Sequence specificities for lysozyme depolymerization of partially N-acetylated chitosans

The influence of sugar residue sequence in partially N-acetylated chitosans on relative hydrolysis rate catalyzed by lysozyme was studied. The relative rates were modelled assuming an Arrhenius-type relation for the relative rate constants. The apparent activation energy was assumed to consist of additive contributions from GlcN or GlcNAc residues within the polymer chain interacting with sites A–F of the active cleft of lysozyme. This model accounted well for the relative hydrolysis rates reported for well-defined oligomers. Calculated and experimental data for the dependence of the initial relative hydrolysis rates on fraction of acetylated units, FA, showed an FA3,6dependence.
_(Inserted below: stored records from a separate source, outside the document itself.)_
//! Configuration loading.
//!
//! Every field has a default, so running without a config file works out of
//! the box; a TOML file overrides the pieces it names. Sections:
//! `[library]` — upstream sync and discovery, `[oracle]` — delegation
//! knobs, `[output]` — benchmark emission.

use std::path::Path;
use std::time::Duration;

use serde::Deserialize;

/// Top-level configuration.
#[derive(Debug, Default, Deserialize)]
pub struct Config {
    /// Policy library sync and discovery.
    #[serde(default)]
    pub library: LibraryConfig,

    /// Oracle delegation settings.
    #[serde(default)]
    pub oracle: OracleConfig,

    /// Benchmark output settings.
    #[serde(default)]
    pub output: OutputConfig,
}

/// Upstream policy library settings.
#[derive(Debug, Deserialize)]
pub struct LibraryConfig {
    /// Git URL of the policy library.
    #[serde(default = "default_repo_url")]
    pub repo_url: String,

    /// Local mirror directory.
    #[serde(default = "default_local_dir")]
    pub local_dir: String,

    /// Category paths (relative to the library root) to walk for samples.
    #[serde(default = "default_categories")]
    pub categories: Vec<String>,

    /// Policies skipped entirely; matched as directory-name substrings.
    #[serde(default = "default_excluded_policies")]
    pub excluded_policies: Vec<String>,

    /// Timeout for git operations, in seconds.
    #[serde(default = "default_sync_timeout_secs")]
    pub sync_timeout_secs: u64,
}

impl Default for LibraryConfig {
    fn default() -> Self {
        Self {
            repo_url: default_repo_url(),
            local_dir: default_local_dir(),
            categories: default_categories(),
            excluded_policies: default_excluded_policies(),
            sync_timeout_secs: default_sync_timeout_secs(),
        }
    }
}

impl LibraryConfig {
    /// Git timeout as a [`Duration`].
    pub fn sync_timeout(&self) -> Duration {
        Duration::from_secs(self.sync_timeout_secs)
    }
}

/// Oracle delegation settings.
#[derive(Debug, Deserialize)]
pub struct OracleConfig {
    /// Whether to delegate to the oracle at all.
    #[serde(default = "default_oracle_enabled")]
    pub enabled: bool,

    /// Model identifier passed to the oracle service.
    #[serde(default = "default_oracle_model")]
    pub model: String,

    /// Environment variable holding the API key.
    #[serde(default = "default_api_key_env")]
    pub api_key_env: String,

    /// Upper bound for one oracle call, in seconds.
    #[serde(default = "default_oracle_timeout_secs")]
    pub timeout_secs: u64,

    /// Minimum delay before each oracle call, in milliseconds.
    #[serde(default = "default_min_call_interval_ms")]
    pub min_call_interval_ms: u64,
}

impl Default for OracleConfig {
    fn default() -> Self {
        Self {
            enabled: default_oracle_enabled(),
            model: default_oracle_model(),
            api_key_env: default_api_key_env(),
            timeout_secs: default_oracle_timeout_secs(),
            min_call_interval_ms: default_min_call_interval_ms(),
        }
    }
}

impl OracleConfig {
    /// Call timeout as a [`Duration`].
    pub fn timeout(&self) -> Duration {
        Duration::from_secs(self.timeout_secs)
    }

    /// Minimum inter-call delay as a [`Duration`].
    pub fn min_call_interval(&self) -> Duration {
        Duration::from_millis(self.min_call_interval_ms)
    }
}

/// Benchmark output settings.
#[derive(Debug, Deserialize)]
pub struct OutputConfig {
    /// Directory receiving generated task directories.
    #[serde(default = "default_output_dir")]
    pub dir: String,

    /// Prefix for generated deploy namespaces.
    #[serde(default = "default_namespace_prefix")]
    pub namespace_prefix: String,

    /// Difficulty label written into task descriptors.
    #[serde(default = "default_difficulty")]
    pub difficulty: String,
}

impl Default for OutputConfig {
    fn default() -> Self {
        Self {
            dir: default_output_dir(),
            namespace_prefix: default_namespace_prefix(),
            difficulty: default_difficulty(),
        }
    }
}

// Default value functions for serde

fn default_repo_url() -> String {
    "https://github.com/open-policy-agent/gatekeeper-library.git".to_owned()
}
fn default_local_dir() -> String {
    ".gatekeeper-library".to_owned()
}
fn default_categories() -> Vec<String> {
    vec![
        "library/general".to_owned(),
        "library/pod-security-policy".to_owned(),
    ]
}
fn default_excluded_policies() -> Vec<String> {
    [
        "verifydeprecatedapi",
        "ephemeralstoragelimit",
        // Requires sysctl values that are hard to patch safely.
        "forbidden-sysctls",
        // Test drivers don't exist on standard clusters.
        "flexvolume-drivers",
        // Requires a kubelet feature gate.
        "proc-mount",
        // Requires image swapping beyond the substitution tables.
        "allowedrepos",
        "allowedreposv2",
        "disallowedrepos",
        // Requires probe port patching.
        "requiredprobes",
        // Requires fake digest injection.
        "imagedigests",
        // AppArmor not enabled on target hosts.
        "apparmor",
        // Init containers hang without patching beyond the tables.
        "privileged-containers",
    ]
    .iter()
    .map(|name| (*name).to_owned())
    .collect()
}
fn default_sync_timeout_secs() -> u64 {
    300
}
fn default_oracle_enabled() -> bool {
    true
}
fn default_oracle_model() -> String {
    "gemini-2.0-flash".to_owned()
}
fn default_api_key_env() -> String {
    "GEMINI_API_KEY".to_owned()
}
fn default_oracle_timeout_secs() -> u64 {
    30
}
fn default_min_call_interval_ms() -> u64 {
    500
}
fn default_output_dir() -> String {
    "tasks/gatekeeper".to_owned()
}
fn default_namespace_prefix() -> String {
    "gk-test".to_owned()
}
fn default_difficulty() -> String {
    "medium".to_owned()
}

/// Load configuration from a TOML file.
///
/// # Errors
///
/// Returns an error if the file cannot be read or parsed.
pub fn load_config(path: &Path) -> anyhow::Result<Config> {
    let contents = std::fs::read_to_string(path)
        .map_err(|e| anyhow::anyhow!("failed to read config at {}: {e}", path.display()))?;
    let config: Config = toml::from_str(&contents)
        .map_err(|e| anyhow::anyhow!("failed to parse config at {}: {e}", path.display()))?;
    Ok(config)
}

/// Load configuration from `path` if given, defaults otherwise.
///
/// # Errors
///
/// Returns an error only when an explicit path cannot be loaded.
pub fn load_or_default(path: Option<&Path>) -> anyhow::Result<Config> {
    match path {
        Some(path) => load_config(path),
        None => Ok(Config::default()),
    }
}
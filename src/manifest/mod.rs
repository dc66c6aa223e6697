//! Manifest document model and transformation stages.
//!
//! Resources are schema-less YAML trees. Rather than typed structs, this
//! module wraps [`serde_yaml::Mapping`] in a [`Resource`] with accessor
//! helpers that tolerate absent or oddly-shaped fields — a manifest without
//! `metadata` or `spec` is valid input, never an error.
//!
//! The stages are:
//! - [`parse`] — multi-document blob ⇄ ordered [`DocumentBundle`]
//! - [`neutralize`] — synthetic identity rewriting
//! - [`remediate`] — deployability repair

use serde_yaml::{Mapping, Value};

pub mod neutralize;
pub mod parse;
pub mod remediate;

// ---------------------------------------------------------------------------
// Resource
// ---------------------------------------------------------------------------

/// One structured resource document: a tree of nested mappings, sequences
/// and scalars rooted at a mapping.
#[derive(Debug, Clone, PartialEq)]
pub struct Resource(Mapping);

impl Resource {
    /// Wrap a parsed root mapping.
    pub fn new(root: Mapping) -> Self {
        Self(root)
    }

    /// The root mapping.
    pub fn root(&self) -> &Mapping {
        &self.0
    }

    /// Mutable access to the root mapping.
    pub fn root_mut(&mut self) -> &mut Mapping {
        &mut self.0
    }

    /// `kind`, if present and a string.
    pub fn kind(&self) -> Option<&str> {
        get_str(&self.0, "kind")
    }

    /// `metadata.name`, if present and a string.
    pub fn name(&self) -> Option<&str> {
        get_mapping(&self.0, "metadata").and_then(|meta| get_str(meta, "name"))
    }

    /// `metadata`, created empty if absent.
    pub fn metadata_mut(&mut self) -> &mut Mapping {
        ensure_mapping(&mut self.0, "metadata")
    }

    /// `spec`, if present and a mapping.
    pub fn spec(&self) -> Option<&Mapping> {
        get_mapping(&self.0, "spec")
    }

    /// `spec`, if present and a mapping, mutably.
    pub fn spec_mut(&mut self) -> Option<&mut Mapping> {
        get_mapping_mut(&mut self.0, "spec")
    }
}

impl From<Resource> for Value {
    fn from(doc: Resource) -> Self {
        Value::Mapping(doc.0)
    }
}

// ---------------------------------------------------------------------------
// DocumentBundle
// ---------------------------------------------------------------------------

/// An ordered sequence of resource documents produced from one
/// multi-document blob. Order is preserved on round-trip.
#[derive(Debug, Clone, Default, PartialEq)]
pub struct DocumentBundle {
    docs: Vec<Resource>,
}

impl DocumentBundle {
    /// An empty bundle.
    pub fn new() -> Self {
        Self::default()
    }

    /// Append a document, preserving order.
    pub fn push(&mut self, doc: Resource) {
        self.docs.push(doc);
    }

    /// Number of documents.
    pub fn len(&self) -> usize {
        self.docs.len()
    }

    /// Whether the bundle holds no documents.
    pub fn is_empty(&self) -> bool {
        self.docs.is_empty()
    }

    /// The first document, if any.
    pub fn first(&self) -> Option<&Resource> {
        self.docs.first()
    }

    /// Iterate over documents in order.
    pub fn iter(&self) -> std::slice::Iter<'_, Resource> {
        self.docs.iter()
    }

    /// Iterate mutably over documents in order.
    pub fn iter_mut(&mut self) -> std::slice::IterMut<'_, Resource> {
        self.docs.iter_mut()
    }
}

impl<'a> IntoIterator for &'a DocumentBundle {
    type Item = &'a Resource;
    type IntoIter = std::slice::Iter<'a, Resource>;

    fn into_iter(self) -> Self::IntoIter {
        self.docs.iter()
    }
}

impl<'a> IntoIterator for &'a mut DocumentBundle {
    type Item = &'a mut Resource;
    type IntoIter = std::slice::IterMut<'a, Resource>;

    fn into_iter(self) -> Self::IntoIter {
        self.docs.iter_mut()
    }
}

impl FromIterator<Resource> for DocumentBundle {
    fn from_iter<I: IntoIterator<Item = Resource>>(iter: I) -> Self {
        Self {
            docs: iter.into_iter().collect(),
        }
    }
}

// ---------------------------------------------------------------------------
// Typed accessor helpers
// ---------------------------------------------------------------------------

fn key(k: &str) -> Value {
    Value::String(k.to_owned())
}

/// A string field of `map`, if present and a string.
pub fn get_str<'a>(map: &'a Mapping, k: &str) -> Option<&'a str> {
    map.get(&key(k)).and_then(Value::as_str)
}

/// Set a string field on `map`.
pub fn set_str(map: &mut Mapping, k: &str, v: &str) {
    map.insert(key(k), Value::String(v.to_owned()));
}

/// A nested mapping of `map`, if present and a mapping.
pub fn get_mapping<'a>(map: &'a Mapping, k: &str) -> Option<&'a Mapping> {
    map.get(&key(k)).and_then(Value::as_mapping)
}

/// A nested mapping of `map`, if present and a mapping, mutably.
pub fn get_mapping_mut<'a>(map: &'a mut Mapping, k: &str) -> Option<&'a mut Mapping> {
    map.get_mut(&key(k)).and_then(Value::as_mapping_mut)
}

/// A nested sequence of `map`, if present and a sequence, mutably.
///
/// A field that exists with any other shape yields `None`; callers skip the
/// affected sub-step rather than failing the document.
pub fn get_sequence_mut<'a>(map: &'a mut Mapping, k: &str) -> Option<&'a mut Vec<Value>> {
    map.get_mut(&key(k)).and_then(Value::as_sequence_mut)
}

/// A nested mapping of `map`, created empty if absent.
///
/// An existing non-mapping value under `k` is replaced, mirroring how the
/// rest of the pipeline treats malformed shapes as absent.
pub fn ensure_mapping<'a>(map: &'a mut Mapping, k: &str) -> &'a mut Mapping {
    let k = key(k);
    if !matches!(map.get(&k), Some(Value::Mapping(_))) {
        map.insert(k.clone(), Value::Mapping(Mapping::new()));
    }
    match map.get_mut(&k) {
        Some(Value::Mapping(inner)) => inner,
        _ => unreachable!("key was just inserted as a mapping"),
    }
}

/// Remove a field from `map`, returning the previous value if any.
pub fn remove(map: &mut Mapping, k: &str) -> Option<Value> {
    map.remove(&key(k))
}
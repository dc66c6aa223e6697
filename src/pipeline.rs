//! Per-sample transformation pipeline.
//!
//! One sample is processed start-to-finish before the next begins:
//! parse → neutralize → serialize → deterministic remediation → oracle
//! delegation, for the allowed and the disallowed bundle in turn. The
//! pipeline never evaluates the policy itself; it preserves the design
//! contract that the allowed bundle stays compliant and the disallowed
//! bundle stays violating.

use tracing::{debug, warn};

use crate::library::SampleCase;
use crate::manifest::neutralize::neutralize;
use crate::manifest::parse::{parse_bundle, serialize_bundle};
use crate::manifest::remediate::Remediator;
use crate::oracle::delegate::{Disposition, OracleDelegate};
use crate::oracle::{ComplianceRole, RepairRequest};

/// Suffix marking the expected-compliant fixture.
pub const COMPLIANT_SUFFIX: &str = "alpha";

/// Suffix marking the expected-violating fixture.
pub const VIOLATING_SUFFIX: &str = "beta";

/// Fallback policy description when the oracle cannot supply one.
pub const DEFAULT_DESCRIPTION: &str = "A compliance policy is in effect for this cluster.";

/// One deployable fixture produced from a sample example.
#[derive(Debug, Clone)]
pub struct Fixture {
    /// Final multi-document manifest text.
    pub manifest: String,
    /// Synthetic name of the bundle's first document, used as the
    /// expected-answer reference.
    pub primary_name: String,
    /// What oracle delegation did, or `None` when delegation was off.
    pub disposition: Option<Disposition>,
}

/// A fully transformed sample, ready for emission.
#[derive(Debug, Clone)]
pub struct PreparedSample {
    /// Category name.
    pub category: String,
    /// Policy name.
    pub policy: String,
    /// Sample directory name.
    pub sample: String,
    /// Constraint document text, unmodified.
    pub constraint: String,
    /// Natural-language policy description.
    pub description: String,
    /// Expected-compliant fixture.
    pub compliant: Fixture,
    /// Expected-violating fixture.
    pub violating: Fixture,
}

/// The sample transformation pipeline.
pub struct Pipeline {
    remediator: Remediator,
    delegate: Option<OracleDelegate>,
}

impl Pipeline {
    /// Create a pipeline; `delegate` is `None` when oracle delegation is
    /// disabled.
    pub fn new(remediator: Remediator, delegate: Option<OracleDelegate>) -> Self {
        Self {
            remediator,
            delegate,
        }
    }

    /// Transform one raw sample into a pair of deployable fixtures.
    ///
    /// Returns `None` when either example yields no parseable documents;
    /// the sample is skipped, never the batch.
    pub async fn prepare(&self, case: &SampleCase) -> Option<PreparedSample> {
        let policy_id = format!("{}/{}", case.category, case.policy);

        let Some(compliant) = self.transform(&case.allowed, COMPLIANT_SUFFIX) else {
            warn!(policy = %policy_id, sample = %case.sample, "allowed example has no usable documents");
            return None;
        };
        let Some(violating) = self.transform(&case.disallowed, VIOLATING_SUFFIX) else {
            warn!(policy = %policy_id, sample = %case.sample, "disallowed example has no usable documents");
            return None;
        };

        let description = match &self.delegate {
            Some(delegate) => {
                delegate
                    .describe(&case.constraint, DEFAULT_DESCRIPTION)
                    .await
            }
            None => DEFAULT_DESCRIPTION.to_owned(),
        };

        let compliant = self
            .delegated(compliant, ComplianceRole::MustComply, &policy_id, &description, case)
            .await;
        let violating = self
            .delegated(violating, ComplianceRole::MustViolate, &policy_id, &description, case)
            .await;

        Some(PreparedSample {
            category: case.category.clone(),
            policy: case.policy.clone(),
            sample: case.sample.clone(),
            constraint: case.constraint.clone(),
            description,
            compliant,
            violating,
        })
    }

    /// Deterministic half of the pipeline: neutralize then remediate.
    fn transform(&self, text: &str, suffix: &str) -> Option<(String, String)> {
        let mut bundle = parse_bundle(text);
        if bundle.is_empty() {
            return None;
        }
        for (index, doc) in bundle.iter_mut().enumerate() {
            neutralize(doc, suffix, index);
        }
        let primary_name = bundle.first()?.name()?.to_owned();
        let neutralized = serialize_bundle(&bundle);
        let remediated = self.remediator.remediate(&neutralized);
        Some((remediated, primary_name))
    }

    async fn delegated(
        &self,
        local: (String, String),
        role: ComplianceRole,
        policy_id: &str,
        description: &str,
        case: &SampleCase,
    ) -> Fixture {
        let (manifest, primary_name) = local;
        let Some(delegate) = &self.delegate else {
            debug!(policy = policy_id, "oracle delegation disabled");
            return Fixture {
                manifest,
                primary_name,
                disposition: None,
            };
        };

        let delegation = delegate
            .remediate(RepairRequest {
                manifest,
                policy_id: policy_id.to_owned(),
                description: description.to_owned(),
                constraint: case.constraint.clone(),
                role,
            })
            .await;
        Fixture {
            manifest: delegation.manifest,
            primary_name,
            disposition: Some(delegation.disposition),
        }
    }
}
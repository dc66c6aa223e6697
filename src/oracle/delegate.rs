//! Oracle delegation with pacing, timeout, and fallback.
//!
//! The delegate is the only component allowed to talk to an oracle. It
//! enforces a minimum inter-call delay (a scheduling policy of the
//! orchestrator, not a property of any document), bounds every call with a
//! timeout, and on any failure returns the input bundle unchanged — a
//! sample is never aborted because the oracle misbehaved.

use std::sync::Arc;
use std::time::Duration;

use tokio::sync::Mutex;
use tokio::time::Instant;
use tracing::{debug, warn};

use crate::manifest::parse::parse_bundle;

use super::{RemediationOracle, RepairOutcome, RepairRequest};

/// Delegation timing knobs.
#[derive(Debug, Clone, Copy)]
pub struct DelegateConfig {
    /// Upper bound for one oracle call.
    pub timeout: Duration,
    /// Minimum delay enforced before each oracle call.
    pub min_call_interval: Duration,
}

impl Default for DelegateConfig {
    fn default() -> Self {
        Self {
            timeout: Duration::from_secs(30),
            min_call_interval: Duration::from_millis(500),
        }
    }
}

/// What the delegation stage did with a bundle.
#[derive(Debug, Clone, PartialEq, Eq)]
pub enum Disposition {
    /// The oracle supplied a replacement bundle that passed re-parse.
    Repaired,
    /// The oracle reported the bundle already fits its role.
    NoChanges,
    /// The oracle failed or returned unusable output; input kept.
    Fallback(String),
}

/// Result of delegating one bundle.
#[derive(Debug, Clone)]
pub struct Delegation {
    /// The bundle text to carry forward.
    pub manifest: String,
    /// How the result came about.
    pub disposition: Disposition,
}

/// Wraps a [`RemediationOracle`] with the delegation policy.
pub struct OracleDelegate {
    oracle: Arc<dyn RemediationOracle>,
    config: DelegateConfig,
    last_call: Mutex<Option<Instant>>,
}

impl OracleDelegate {
    /// Create a delegate over an oracle.
    pub fn new(oracle: Arc<dyn RemediationOracle>, config: DelegateConfig) -> Self {
        Self {
            oracle,
            config,
            last_call: Mutex::new(None),
        }
    }

    /// Delegate one bundle for repair.
    ///
    /// The returned manifest is the oracle's replacement when it is usable,
    /// otherwise the input unchanged. Oracle output is untrusted text: it
    /// must survive a re-parse into at least one document to be accepted.
    pub async fn remediate(&self, request: RepairRequest) -> Delegation {
        let original = request.manifest.clone();
        self.pace().await;

        let outcome = tokio::time::timeout(self.config.timeout, self.oracle.repair(request)).await;
        match outcome {
            Err(_) => self.fallback(original, "oracle call timed out"),
            Ok(Err(err)) => self.fallback(original, &err.to_string()),
            Ok(Ok(RepairOutcome::NoChanges)) => Delegation {
                manifest: original,
                disposition: Disposition::NoChanges,
            },
            Ok(Ok(RepairOutcome::Repaired(text))) => {
                if text.trim() == original.trim() {
                    return Delegation {
                        manifest: original,
                        disposition: Disposition::NoChanges,
                    };
                }
                if parse_bundle(&text).is_empty() {
                    return self.fallback(original, "oracle returned unparseable manifest");
                }
                debug!("accepted oracle replacement bundle");
                Delegation {
                    manifest: text,
                    disposition: Disposition::Repaired,
                }
            }
        }
    }

    /// Ask the oracle for a policy description, falling back on failure.
    pub async fn describe(&self, constraint: &str, fallback: &str) -> String {
        self.pace().await;
        let outcome = tokio::time::timeout(self.config.timeout, self.oracle.describe(constraint));
        match outcome.await {
            Ok(Ok(description)) if !description.trim().is_empty() => {
                description.trim().to_owned()
            }
            Ok(Ok(_)) => fallback.to_owned(),
            Ok(Err(err)) => {
                warn!(error = %err, "policy description failed, using fallback");
                fallback.to_owned()
            }
            Err(_) => {
                warn!("policy description timed out, using fallback");
                fallback.to_owned()
            }
        }
    }

    fn fallback(&self, manifest: String, reason: &str) -> Delegation {
        warn!(reason, "oracle delegation fell back to input bundle");
        Delegation {
            manifest,
            disposition: Disposition::Fallback(reason.to_owned()),
        }
    }

    /// Sleep out the remainder of the minimum inter-call interval.
    async fn pace(&self) {
        if self.config.min_call_interval.is_zero() {
            return;
        }
        let mut last = self.last_call.lock().await;
        if let Some(previous) = *last {
            let remaining = self
                .config
                .min_call_interval
                .saturating_sub(previous.elapsed());
            if !remaining.is_zero() {
                tokio::time::sleep(remaining).await;
            }
        }
        *last = Some(Instant::now());
    }
}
A fully water-soluble highly N-acetylated chitosan with FA = 0.68 was depolymerized using lysozyme for further testing of the model. Analyses of the 13C nuclear magnetic resonance spectra of the diad sequences at the new reducing and nonreducing ends formed by lysozyme showed that this enzymatic depolymerization was dominated by chitosan sequences presenting GlcNAc residues to sites C, D, and E of the active cleft. In contrast, there was no selectivity between GlcNAc and GlcN residues interacting with site F. These selectivities were confirmed by the calculated contributions to the apparent activation energy of these sites. The experimentally determined depletion in the diad and triad frequencies of GlcNAc during the course of lysozyme hydrolysis was in good agreement with the model calculations. Keywords: lysozyme, chitosan, chitin, sequence specificity, subsite model.